> [What you need to do]: In your answer, transcribe all of the data exactly.

Collected data
//! Creation of new pool entries

use std::sync::Arc;

use crate::entry::{Entry, ObjectValidator, PoolEntry};
use crate::errors::BoxError;

/// Produces the objects managed by a pool
///
/// Implemented for any `Fn() -> Result<T, BoxError>` closure.
pub trait ObjectFactory<T>: Send + Sync {
    /// Create a fresh object; a failed attempt must clean up after itself
    fn create_instance(&self) -> Result<T, BoxError>;
}

impl<T, F> ObjectFactory<T> for F
where
    F: Fn() -> Result<T, BoxError> + Send + Sync,
{
    fn create_instance(&self) -> Result<T, BoxError> {
        self()
    }
}

/// Wraps freshly created objects into valid entries sharing one validator
pub struct EntryFactory<T> {
    object_factory: Arc<dyn ObjectFactory<T>>,
    validator: Arc<dyn ObjectValidator<T>>,
}

impl<T> EntryFactory<T> {
    pub fn new(
        object_factory: Arc<dyn ObjectFactory<T>>,
        validator: Arc<dyn ObjectValidator<T>>,
    ) -> Self {
        Self {
            object_factory,
            validator,
        }
    }

    /// Create a new entry
    ///
    /// # Errors
    ///
    /// The object factory's error is returned verbatim.
    pub fn create(&self) -> Result<Entry<T>, BoxError> {
        let object = self.object_factory.create_instance()?;
        Ok(Arc::new(PoolEntry::new(object, Arc::clone(&self.validator))))
    }
}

> [Written response]:
//! Creation of new pool entries

use std::sync::Arc;

use crate::entry::{Entry, ObjectValidator, PoolEntry};
use crate::errors::BoxError;

/// Produces the objects managed by a pool
///
/// Implemented for any `Fn() -> Result<T, BoxError>` closure.
pub trait ObjectFactory<T>: Send + Sync {
    /// Create a fresh object; a failed attempt must clean up after itself
    fn create_instance(&self) -> Result<T, BoxError>;
}

impl<T, F> ObjectFactory<T> for F
where
    F: Fn() -> Result<T, BoxError> + Send + Sync,
{
    fn create_instance(&self) -> Result<T, BoxError> {
        self()
    }
}

/// Wraps freshly created objects into valid entries sharing one validator
pub struct EntryFactory<T> {
    object_factory: Arc<dyn ObjectFactory<T>>,
    validator: Arc<dyn ObjectValidator<T>>,
}

impl<T> EntryFactory<T> {
    pub fn new(
        object_factory: Arc<dyn ObjectFactory<T>>,
        validator: Arc<dyn ObjectValidator<T>>,
    ) -> Self {
        Self {
            object_factory,
            validator,
        }
    }

    /// Create a new entry
    ///
    /// # Errors
    ///
    /// The object factory's error is returned verbatim.
    pub fn create(&self) -> Result<Entry<T>, BoxError> {
        let object = self.object_factory.create_instance()?;
        Ok(Arc::new(PoolEntry::new(object, Arc::clone(&self.validator))))
    }
}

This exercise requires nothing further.